Gregory J. Sherwin, who was listed in court documents as an attorney for Brooks, didn’t immediately return a telephone call seeking comment.
Bove Says Dodd-Frank ‘Very Negative’ for Small Banks
Richard Bove, an analyst at Rochdale Securities LLC, talked about the impact of the Dodd-Frank financial regulatory overhaul law on the U.S. banking industry.
Bove, who spoke with Betty Liu on Bloomberg Television’s “In the Loop,” also discussed the outlook for Bank of America Corp.
For the video, click here.
Wilson Says Dodd-Frank Act Created ‘Undue Burdens’
Harry Wilson, a former adviser to President Barack Obama’s Auto Task Force, talked about the impact of the Dodd-Frank Act on financial markets.
Wilson, who spoke with Betty Liu on Bloomberg Television’s “In the Loop,” also discussed the race for the Republican presidential nomination and Obama’s handling of the financial crisis.

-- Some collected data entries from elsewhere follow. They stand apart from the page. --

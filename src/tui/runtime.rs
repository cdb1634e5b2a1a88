// Copyright (c) 2026 rezky_nightky

#[derive(Clone, Copy, Debug, PartialEq, Eq)]
pub enum ColorMode {
    Mono,
    Color16,
    Color256,
    TrueColor,
}

impl ColorMode {
    pub fn label(self) -> &'static str {
        match self {
            ColorMode::TrueColor => "24-bit truecolor",
            ColorMode::Color256 => "8-bit (256-color)",
            ColorMode::Color16 => "16-color",
            ColorMode::Mono => "mono",
        }
    }
}

/// Background art the terminal host paints behind the glass.
#[derive(clap::ValueEnum, Clone, Copy, Debug, PartialEq, Eq)]
pub enum Theme {
    /// Deep blue sky over a lit skyline.
    Night,
    /// Violet to orange sunset.
    Dusk,
    /// Magenta and cyan signage.
    Neon,
    /// Grey overcast, few lights.
    Storm,
}

/// Glyphs for trail, small, medium and large droplets.
#[derive(Clone, Copy, Debug, PartialEq, Eq)]
pub struct GlyphSet(pub [char; 4]);

impl GlyphSet {
    pub const ASCII: GlyphSet = GlyphSet(['.', 'o', 'O', '@']);
    pub const UNICODE: GlyphSet = GlyphSet(['·', '∘', '○', '◯']);

    pub fn trail(self) -> char {
        self.0[0]
    }

    pub fn for_radius(self, radius: f32) -> char {
        if radius < 3.0 {
            self.0[1]
        } else if radius < 6.0 {
            self.0[2]
        } else {
            self.0[3]
        }
    }
}

#[cfg(test)]
mod tests {
    use super::*;

    #[test]
    fn glyph_grows_with_radius() {
        let g = GlyphSet::ASCII;
        assert_eq!(g.for_radius(2.0), 'o');
        assert_eq!(g.for_radius(4.0), 'O');
        assert_eq!(g.for_radius(9.0), '@');
        assert_eq!(g.trail(), '.');
    }
}
// Copyright (c) 2026 rezky_nightky

use super::cell::Cell;

/// Cell grid with change tracking between draws.
#[derive(Clone, Debug)]
pub struct Frame {
    pub width: u16,
    pub height: u16,
    cells: Vec<Cell>,
    dirty_all: bool,
    dirty_map: Vec<bool>,
    dirty: Vec<usize>,
}

impl Frame {
    pub fn new(width: u16, height: u16) -> Self {
        let len = width as usize * height as usize;
        Self {
            width,
            height,
            cells: vec![Cell::BLANK; len],
            dirty_all: true,
            dirty_map: vec![false; len],
            dirty: Vec::new(),
        }
    }

    pub fn len(&self) -> usize {
        self.cells.len()
    }

    pub fn is_dirty_all(&self) -> bool {
        self.dirty_all
    }

    pub fn mark_all_dirty(&mut self) {
        self.dirty_all = true;
    }

    pub fn dirty_indices(&self) -> &[usize] {
        &self.dirty
    }

    pub fn has_changes(&self) -> bool {
        self.dirty_all || !self.dirty.is_empty()
    }

    pub fn clear_dirty(&mut self) {
        if self.dirty_all {
            self.dirty_map.fill(false);
        } else {
            for &i in &self.dirty {
                self.dirty_map[i] = false;
            }
        }
        self.dirty_all = false;
        self.dirty.clear();
    }

    pub fn cell_at_index(&self, i: usize) -> Cell {
        self.cells.get(i).copied().unwrap_or(Cell::BLANK)
    }

    #[allow(dead_code)]
    pub fn get(&self, x: u16, y: u16) -> Option<&Cell> {
        if x >= self.width || y >= self.height {
            return None;
        }
        self.cells.get(y as usize * self.width as usize + x as usize)
    }

    /// Writes by flat index; unchanged cells are not marked dirty.
    pub fn set_index(&mut self, i: usize, cell: Cell) {
        let Some(cur) = self.cells.get_mut(i) else {
            return;
        };
        if *cur == cell {
            return;
        }
        *cur = cell;
        if !self.dirty_all && !self.dirty_map[i] {
            self.dirty_map[i] = true;
            self.dirty.push(i);
        }
    }
}
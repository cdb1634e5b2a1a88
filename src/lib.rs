// Copyright (c) 2026 rezky_nightky

//! Rain on glass.
//!
//! A fixed pool of droplets slides down a pane under gravity and surface
//! tension, merges on contact, and refracts a blurred background through a
//! displacement map. Occasional lightning flashes brighten the scene and
//! shake it.
//!
//! Rendering goes through a [`SceneHost`]. [`HeadlessHost`] keeps the scene as
//! plain data; the `rainglass` binary ships a terminal host.
//!
//! ```
//! use rainglass::{HeadlessHost, RainConfig, RainEffect};
//!
//! let mut host = HeadlessHost::new();
//! let stage = host.stage();
//! let cfg = RainConfig { seed: Some(1), ..Default::default() };
//! let mut rain = RainEffect::new(host, stage, 320.0, 200.0, cfg).unwrap();
//! for _ in 0..60 {
//!     rain.tick(1.0);
//! }
//! assert!(rain.droplet_count() <= rain.config().max_droplets);
//! rain.destroy();
//! ```

pub mod config;
pub mod droplet;
pub mod effect;
pub mod error;
pub mod headless;
pub mod host;
pub mod lightning;
pub mod merge;
pub mod physics;
pub mod pool;
pub mod render;
pub mod spatial;

pub use config::RainConfig;
pub use droplet::{Droplet, DropletId, SpawnOverrides, TrailPoint};
pub use effect::{FrameStats, RainEffect};
pub use error::{Error, Result};
pub use headless::HeadlessHost;
pub use host::{
    Capabilities, DrawCmd, FilterId, NodeId, PointerEvent, PointerKind, Rgba, SceneHost,
    TargetId, TickerId,
};
pub use lightning::LightningTimer;
pub use pool::DropletPool;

For the video, click here.
Gensler Warns of Risk of Energy ‘Loophole’ in Swap Dealer Rule
The U.S. Commodity Futures Trading Commission should limit the costs of the Dodd-Frank Act’s swap dealer regulation for commercial companies without creating a loophole for BP Plc and other energy firms, said Gary Gensler, the agency’s chairman.

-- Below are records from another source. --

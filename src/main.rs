// Copyright (c) 2026 rezky_nightky

mod tui;

use std::env;
use std::fs::OpenOptions;
use std::io;
use std::path::Path;
use std::sync::Mutex;
use std::time::{Duration, Instant};

#[cfg(unix)]
use std::thread;

use clap::builder::styling::{AnsiColor as ClapAnsiColor, Color as ClapColor};
use clap::builder::styling::{Effects as ClapEffects, Style as ClapStyle};
use clap::builder::Styles as ClapStyles;
use clap::{CommandFactory, FromArgMatches};
use crossterm::event::{Event, KeyCode, KeyEventKind, KeyModifiers, MouseEventKind};
use rainglass::{PointerEvent, PointerKind, RainEffect};
use tracing::{info, warn};
use tracing_subscriber::EnvFilter;

#[cfg(unix)]
use signal_hook::consts::{SIGHUP, SIGINT, SIGTERM};
#[cfg(unix)]
use signal_hook::iterator::Signals;

use crate::tui::args::{
    color_enabled_stdout, default_params_usage_for_help, require_f64_range, Args,
};
use crate::tui::frame::Frame;
use crate::tui::host::{cell_center, TermHost};
use crate::tui::runtime::{ColorMode, GlyphSet, Theme};
use crate::tui::terminal::{restore_terminal_best_effort, Terminal};

const HELP_TEMPLATE_PLAIN: &str = "\
{before-help}{about-with-newline}
USAGE:
  {usage}

{all-args}{after-help}";

const HELP_TEMPLATE_COLOR: &str = "\
{before-help}{about-with-newline}
\x1b[1;36mUSAGE:\x1b[0m
  {usage}

{all-args}{after-help}";

/// Simulation ticks per wall-clock second.
const TICKS_PER_SECOND: f32 = 60.0;

fn build_info() -> &'static str {
    env!("RAINGLASS_BUILD")
}

fn clap_styles() -> ClapStyles {
    ClapStyles::styled()
        .header(
            ClapStyle::new()
                .effects(ClapEffects::BOLD)
                .fg_color(Some(ClapColor::Ansi(ClapAnsiColor::Cyan))),
        )
        .usage(
            ClapStyle::new()
                .effects(ClapEffects::BOLD)
                .fg_color(Some(ClapColor::Ansi(ClapAnsiColor::Green))),
        )
        .literal(ClapStyle::new().fg_color(Some(ClapColor::Ansi(ClapAnsiColor::Yellow))))
        .placeholder(ClapStyle::new().fg_color(Some(ClapColor::Ansi(ClapAnsiColor::Magenta))))
}

fn default_to_ascii() -> bool {
    let lang = env::var("LANG").unwrap_or_default();
    !lang.to_ascii_uppercase().contains("UTF")
}

fn detect_color_mode_auto() -> ColorMode {
    let colorterm = env::var("COLORTERM")
        .unwrap_or_default()
        .to_ascii_lowercase();
    if colorterm.contains("truecolor") || colorterm.contains("24bit") {
        return ColorMode::TrueColor;
    }

    let term = env::var("TERM").unwrap_or_default().to_ascii_lowercase();
    if term == "dumb" {
        return ColorMode::Mono;
    }
    ColorMode::Color256
}

fn detect_color_mode(args: &Args) -> ColorMode {
    match args.colormode {
        None => detect_color_mode_auto(),
        Some(0) => ColorMode::Mono,
        Some(16) => ColorMode::Color16,
        Some(8) | Some(256) => ColorMode::Color256,
        Some(24) | Some(32) => ColorMode::TrueColor,
        Some(m) => {
            eprintln!("invalid --colormode: {} (allowed: 0,16,8/256,24/32)", m);
            std::process::exit(1);
        }
    }
}

fn next_theme(t: Theme) -> Theme {
    match t {
        Theme::Night => Theme::Dusk,
        Theme::Dusk => Theme::Neon,
        Theme::Neon => Theme::Storm,
        Theme::Storm => Theme::Night,
    }
}

fn init_logging(path: &Path) -> io::Result<()> {
    let file = OpenOptions::new().create(true).append(true).open(path)?;
    let filter = EnvFilter::try_from_default_env().unwrap_or_else(|_| EnvFilter::new("info"));
    tracing_subscriber::fmt()
        .with_env_filter(filter)
        .with_writer(Mutex::new(file))
        .with_ansi(false)
        .try_init()
        .map_err(io::Error::other)
}

fn main() -> io::Result<()> {
    std::panic::set_hook(Box::new(|info| {
        restore_terminal_best_effort();
        eprintln!("{}", info);
    }));

    #[cfg(unix)]
    {
        if let Ok(mut signals) = Signals::new([SIGINT, SIGTERM, SIGHUP]) {
            thread::spawn(move || {
                if let Some(sig) = signals.forever().next() {
                    restore_terminal_best_effort();
                    std::process::exit(128 + sig);
                }
            });
        }
    }

    #[cfg(windows)]
    {
        if let Err(e) = ctrlc::set_handler(|| {
            restore_terminal_best_effort();
            std::process::exit(130);
        }) {
            eprintln!("failed to install Ctrl-C handler: {}", e);
        }
    }

    let mut cmd = Args::command();
    cmd = cmd.styles(clap_styles());
    cmd = cmd.before_help(default_params_usage_for_help());
    let help_template = if color_enabled_stdout() {
        HELP_TEMPLATE_COLOR
    } else {
        HELP_TEMPLATE_PLAIN
    };
    cmd = cmd.help_template(help_template);
    cmd.build();
    if cmd.get_arguments().any(|a| a.get_id().as_str() == "help") {
        cmd = cmd.mut_arg("help", |a| a.help_heading("HELP"));
    }

    let matches = cmd.get_matches();
    let args = Args::from_arg_matches(&matches).unwrap_or_else(|e| e.exit());

    if args.version {
        println!("{} {}", env!("CARGO_PKG_NAME"), env!("CARGO_PKG_VERSION"));
        return Ok(());
    }

    if args.info {
        println!("Version: v{}", env!("CARGO_PKG_VERSION"));
        println!("Build: {}", build_info());
        println!("Commit: {}", env!("RAINGLASS_GIT_SHA"));
        println!("Copyright: (c) 2026 {}", env!("CARGO_PKG_AUTHORS"));
        println!("License: {}", env!("CARGO_PKG_LICENSE"));
        println!("Source: {}", env!("CARGO_PKG_REPOSITORY"));
        return Ok(());
    }

    if args.check_bitcolor {
        let colorterm = env::var("COLORTERM").unwrap_or_default();
        let term = env::var("TERM").unwrap_or_default();
        println!("BITCOLOR CHECK:");
        println!(
            "  COLORTERM: {}",
            if colorterm.is_empty() { "(unset)" } else { &colorterm }
        );
        println!("  TERM: {}", if term.is_empty() { "(unset)" } else { &term });
        println!("  auto_detected: {}", detect_color_mode_auto().label());
        println!("  effective: {}", detect_color_mode(&args).label());
        return Ok(());
    }

    let cfg = args.rain_config();
    let target_fps = require_f64_range("--fps", args.fps, 1.0, 240.0);
    let end_after = match args.duration {
        Some(s) if s.is_finite() && s > 0.0 => Some(require_f64_range("--duration", s, 0.1, 86400.0)),
        Some(s) if !s.is_finite() => {
            eprintln!("failed to apply --duration {} (must be a finite number)", s);
            std::process::exit(1);
        }
        _ => None,
    };
    let color_mode = detect_color_mode(&args);
    let glyphs = if args.ascii || default_to_ascii() {
        GlyphSet::ASCII
    } else {
        GlyphSet::UNICODE
    };

    if let Some(path) = &args.log_file {
        if let Err(e) = init_logging(path) {
            eprintln!("failed to open log file {}: {}", path.display(), e);
            std::process::exit(1);
        }
    }

    let mut term = Terminal::new(!args.no_mouse)?;
    let (cols, rows) = term.size()?;
    info!(cols, rows, mode = color_mode.label(), "terminal session started");

    let host_seed = args.seed.unwrap_or_else(rand::random);
    let mut host = TermHost::new(cols, rows, args.theme, glyphs, !args.no_mouse, host_seed);
    let stage = host.stage();
    let (w, h) = host.extent();
    let mut rain = RainEffect::new(host, stage, w, h, cfg).map_err(io::Error::other)?;
    let mut frame = Frame::new(cols, rows);

    let start_time = Instant::now();
    let end_time = end_after.map(|s| start_time + Duration::from_secs_f64(s));
    let target_period = Duration::from_secs_f64(1.0 / target_fps);
    let mut next_frame = Instant::now();
    let mut last_tick = Instant::now();

    let mut perf_frames: u64 = 0;
    let mut perf_work_sum_s: f64 = 0.0;
    let mut perf_work_max_s: f32 = 0.0;
    let mut perf_peak_droplets: usize = 0;

    let mut quit = false;
    while !quit {
        if end_time.is_some_and(|end| Instant::now() >= end) {
            break;
        }
        let mut pending_resize: Option<(u16, u16)> = None;

        loop {
            while Terminal::poll_event(Duration::from_millis(0))? {
                match Terminal::read_event()? {
                    Event::Resize(nw, nh) => pending_resize = Some((nw, nh)),
                    Event::Key(k) if k.kind == KeyEventKind::Press => {
                        if args.screensaver {
                            quit = true;
                            break;
                        }
                        match (k.code, k.modifiers) {
                            (KeyCode::Esc, _) | (KeyCode::Char('q'), _) => quit = true,
                            (KeyCode::Char('c'), KeyModifiers::CONTROL) => quit = true,
                            (KeyCode::Char(' '), _) => rain.reset(),
                            (KeyCode::Char('l'), _) => rain.trigger_lightning(),
                            (KeyCode::Char('p'), _) => {
                                if rain.running() {
                                    rain.stop();
                                } else {
                                    rain.start();
                                    last_tick = Instant::now();
                                }
                            }
                            (KeyCode::Char('t'), _) => {
                                let theme = next_theme(rain.host().theme());
                                rain.host_mut().set_theme(theme);
                                frame.mark_all_dirty();
                            }
                            (KeyCode::Char('+'), _) | (KeyCode::Char('='), KeyModifiers::SHIFT) => {
                                let r = (rain.spawn_rate() + 0.2).min(50.0);
                                rain.set_spawn_rate(r);
                            }
                            (KeyCode::Char('-'), _) => {
                                let r = (rain.spawn_rate() - 0.2).max(0.0);
                                rain.set_spawn_rate(r);
                            }
                            (KeyCode::Up, _) => {
                                let g = (rain.gravity() + 0.02).min(5.0);
                                rain.set_gravity(g);
                            }
                            (KeyCode::Down, _) => {
                                let g = (rain.gravity() - 0.02).max(0.0);
                                rain.set_gravity(g);
                            }
                            (KeyCode::Right, _) => {
                                let s = (rain.refraction_strength() + 5.0).min(200.0);
                                rain.set_refraction_strength(s);
                            }
                            (KeyCode::Left, _) => {
                                let s = (rain.refraction_strength() - 5.0).max(0.0);
                                rain.set_refraction_strength(s);
                            }
                            (KeyCode::Char('b'), _) => {
                                let b = (rain.blur_amount() + 1.0).min(40.0);
                                rain.set_blur_amount(b);
                            }
                            (KeyCode::Char('B'), _) => {
                                let b = (rain.blur_amount() - 1.0).max(0.0);
                                rain.set_blur_amount(b);
                            }
                            _ => {}
                        }
                    }
                    Event::Mouse(m) => {
                        let kind = match m.kind {
                            MouseEventKind::Down(_) => Some(PointerKind::Down),
                            MouseEventKind::Moved | MouseEventKind::Drag(_) => {
                                Some(PointerKind::Move)
                            }
                            _ => None,
                        };
                        if let Some(kind) = kind {
                            let (x, y) = cell_center(m.column, m.row);
                            rain.handle_pointer(&PointerEvent { kind, x, y });
                        }
                    }
                    _ => {}
                }
            }

            if quit || pending_resize.is_some() {
                break;
            }

            let now = Instant::now();
            if now >= next_frame {
                break;
            }
            let mut timeout = next_frame - now;
            if let Some(end) = end_time {
                if now >= end {
                    break;
                }
                timeout = timeout.min(end - now);
            }
            let _ = Terminal::poll_event(timeout)?;
        }

        if quit {
            break;
        }

        if let Some((nw, nh)) = pending_resize {
            rain.host_mut().resize(nw, nh);
            let (w, h) = rain.host().extent();
            if let Err(e) = rain.resize(w, h) {
                warn!(error = %e, "resize rejected");
            }
            frame = Frame::new(nw, nh);
        }

        let work_start = Instant::now();
        let now = Instant::now();
        let dt = now.duration_since(last_tick).as_secs_f32() * TICKS_PER_SECOND;
        last_tick = now;
        if rain.host().is_ticking() {
            rain.tick(dt);
        }
        rain.host_mut().compose(&mut frame, color_mode);
        if frame.has_changes() {
            term.draw(&mut frame)?;
        }

        if args.perf_stats {
            let work_s = work_start.elapsed().as_secs_f32();
            perf_frames = perf_frames.saturating_add(1);
            perf_work_sum_s += work_s as f64;
            perf_work_max_s = perf_work_max_s.max(work_s);
            perf_peak_droplets = perf_peak_droplets.max(rain.droplet_count());
        }

        next_frame += target_period;
        let now = Instant::now();
        if now > next_frame {
            next_frame = now;
        }
    }

    let flashes = rain.lightning().flashes();
    rain.destroy();
    drop(term);
    info!("terminal session ended");

    if args.perf_stats {
        let elapsed_s = start_time.elapsed().as_secs_f64().max(0.000_001);
        let frames = perf_frames.max(1);
        println!("PERF STATS:");
        println!("  elapsed_s: {:.3}", elapsed_s);
        println!("  target_fps: {:.3}", target_fps);
        println!("  avg_fps: {:.3}", perf_frames as f64 / elapsed_s);
        println!("  frames: {}", perf_frames);
        println!(
            "  avg_work_ms: {:.3}",
            perf_work_sum_s / frames as f64 * 1000.0
        );
        println!("  max_work_ms: {:.3}", perf_work_max_s as f64 * 1000.0);
        println!("  peak_droplets: {}", perf_peak_droplets);
        println!("  lightning_flashes: {}", flashes);
    }

    Ok(())
}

The CFTC is preparing to complete a final regulation defining which banks, hedge funds, energy firms and other companies will be swap dealers and will face the highest capital and collateral requirements to reduce risk in the swaps market. The law is “very clear” and applies to financial and non-financial companies that are engaging in dealing activity, Gensler told reporters after a speech at George Washington University.
In 2000, certain electronic markets were excluded from commission oversight under the so-called Enron loophole, named for the energy company that collapsed in late 2001. “I think it would be a mistake to end up with what would be sort of this era’s BP loophole,” Gensler said.

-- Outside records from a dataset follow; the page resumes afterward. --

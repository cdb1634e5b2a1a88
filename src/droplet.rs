// Copyright (c) 2026 rezky_nightky

use std::collections::VecDeque;

/// Index of a droplet slot in the pool.
#[derive(Clone, Copy, Debug, PartialEq, Eq, Hash, PartialOrd, Ord)]
pub struct DropletId(pub(crate) usize);

impl DropletId {
    pub fn index(self) -> usize {
        self.0
    }
}

/// One historical sample of a droplet, drawn as its fading tail.
#[derive(Clone, Copy, Debug, PartialEq)]
pub struct TrailPoint {
    pub x: f32,
    pub y: f32,
    pub radius: f32,
}

/// Optional per-spawn overrides; unset fields are drawn from the config.
#[derive(Clone, Copy, Debug, Default, PartialEq)]
pub struct SpawnOverrides {
    pub radius: Option<f32>,
    pub vx: Option<f32>,
    pub vy: Option<f32>,
}

#[derive(Clone, Debug)]
pub struct Droplet {
    pub x: f32,
    pub y: f32,
    pub vx: f32,
    pub vy: f32,
    radius: f32,
    mass: f32,
    pub life: f32,
    pub max_life: f32,
    pub(crate) active: bool,
    pub(crate) merged: bool,
    pub stuck: bool,
    pub stuck_timer: f32,
    /// Most recent sample first.
    pub(crate) trail: VecDeque<TrailPoint>,
}

impl Droplet {
    pub(crate) fn new(trail_capacity: usize) -> Self {
        Self {
            x: 0.0,
            y: 0.0,
            vx: 0.0,
            vy: 0.0,
            radius: 0.0,
            mass: 0.0,
            life: 0.0,
            max_life: 0.0,
            active: false,
            merged: false,
            stuck: false,
            stuck_timer: 0.0,
            trail: VecDeque::with_capacity(trail_capacity + 1),
        }
    }

    /// Returns every field to its default while keeping the trail allocation.
    pub(crate) fn clear(&mut self) {
        self.x = 0.0;
        self.y = 0.0;
        self.vx = 0.0;
        self.vy = 0.0;
        self.radius = 0.0;
        self.mass = 0.0;
        self.life = 0.0;
        self.max_life = 0.0;
        self.active = false;
        self.merged = false;
        self.stuck = false;
        self.stuck_timer = 0.0;
        self.trail.clear();
    }

    pub fn radius(&self) -> f32 {
        self.radius
    }

    /// Always `radius²`.
    pub fn mass(&self) -> f32 {
        self.mass
    }

    pub fn set_radius(&mut self, radius: f32) {
        self.radius = radius;
        self.mass = radius * radius;
    }

    pub fn is_active(&self) -> bool {
        self.active
    }

    pub fn is_merged(&self) -> bool {
        self.merged
    }

    pub fn trail(&self) -> impl ExactSizeIterator<Item = &TrailPoint> + '_ {
        self.trail.iter()
    }

    pub fn trail_len(&self) -> usize {
        self.trail.len()
    }

    /// Fraction of life remaining in `[0, 1]`.
    pub fn life_fraction(&self) -> f32 {
        if self.max_life <= 0.0 {
            return 0.0;
        }
        (self.life / self.max_life).clamp(0.0, 1.0)
    }

    /// Records the current position unless it is within `min_step` of the last
    /// sample, then trims the oldest samples past `max_len`.
    pub(crate) fn record_trail(&mut self, min_step: f32, max_len: usize) {
        let moved = match self.trail.front() {
            Some(last) => {
                let dx = self.x - last.x;
                let dy = self.y - last.y;
                dx * dx + dy * dy > min_step * min_step
            }
            None => true,
        };
        if moved {
            self.trail.push_front(TrailPoint {
                x: self.x,
                y: self.y,
                radius: self.radius * 0.5,
            });
        }
        self.trail.truncate(max_len);
    }
}

#[cfg(test)]
mod tests {
    use super::*;

    #[test]
    fn set_radius_keeps_mass_in_sync() {
        let mut d = Droplet::new(4);
        d.set_radius(3.0);
        assert_eq!(d.mass(), 9.0);
        d.set_radius(0.5);
        assert_eq!(d.mass(), 0.25);
    }

    #[test]
    fn record_trail_skips_small_moves_and_caps_length() {
        let mut d = Droplet::new(3);
        d.set_radius(4.0);
        d.record_trail(2.0, 3);
        assert_eq!(d.trail_len(), 1);

        d.y = 1.0;
        d.record_trail(2.0, 3);
        assert_eq!(d.trail_len(), 1);

        for step in 1..=5 {
            d.y = 10.0 * step as f32;
            d.record_trail(2.0, 3);
        }
        assert_eq!(d.trail_len(), 3);
        let ys: Vec<f32> = d.trail().map(|p| p.y).collect();
        assert_eq!(ys, vec![50.0, 40.0, 30.0]);
        assert!(d.trail().all(|p| p.radius == 2.0));
    }

    #[test]
    fn clear_resets_fields() {
        let mut d = Droplet::new(2);
        d.set_radius(2.0);
        d.active = true;
        d.stuck = true;
        d.record_trail(2.0, 2);
        d.clear();
        assert!(!d.is_active());
        assert!(!d.stuck);
        assert_eq!(d.mass(), 0.0);
        assert_eq!(d.trail_len(), 0);
    }
}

The agency may vote on the swap dealer rule on March 20, a person briefed on the matter said last week.
Comings and Goings
Obama NLRB Recess-Appointment Challenge Rejected by Judge
A judge rejected a challenge to U.S. President Barack Obama’s recess appointments to the National Labor Relations Board, calling it a “political dispute.”
U.S. District Judge Amy Berman Jackson in Washington March 2 said the National Federation of Independent Business and other trade groups “attempted to shoehorn a challenge” to the recess appointments into a case over a rule mandating that companies notify workers of their rights to form a union.
Karen Harned, executive director of NFIB’s Small Business Legal Center, said in an e-mailed statement that the group will appeal the rulings.
The Washington lawsuit is one of at least four labor cases where parties have argued that the recess appointments were unconstitutional, thus leaving the board without a quorum to transact business or enforce regulations.
The case is National Association of Manufacturers v. National Labor Relations Board, 11-cv-01629, U.S. District Court, District of Columbia (Washington).
EU Weighs Quotas as Firms Fail to Add Female Board Members
The European Union’s justice chief Viviane Reding is weighing possible quotas to promote more women to board level after companies made “limited progress” on redressing the gender imbalance.
Reding last year asked businesses to appoint more women to company boards. LVMH Moet Hennessy Louis Vuitton SA is among only 24 companies that signed to increase female board members to 30 percent by 2015 and 40 percent by 2020. The European Commission will now weigh “possible action at EU level, including legislative measures,” she said in a statement today. Regulators will decide on their next steps later this year.
Reding is “very disappointed because there have been a lot of nice words and very few deeds” toward bringing women into boardrooms, she said in an interview with Bloomberg TV. “The companies last year told me ‘we will do that by ourselves.’”
British companies may face quotas unless they promote more women to board level, U.K. Prime Minister David Cameron said last month, arguing that businesses are “failing” the economy by not having enough females in senior positions.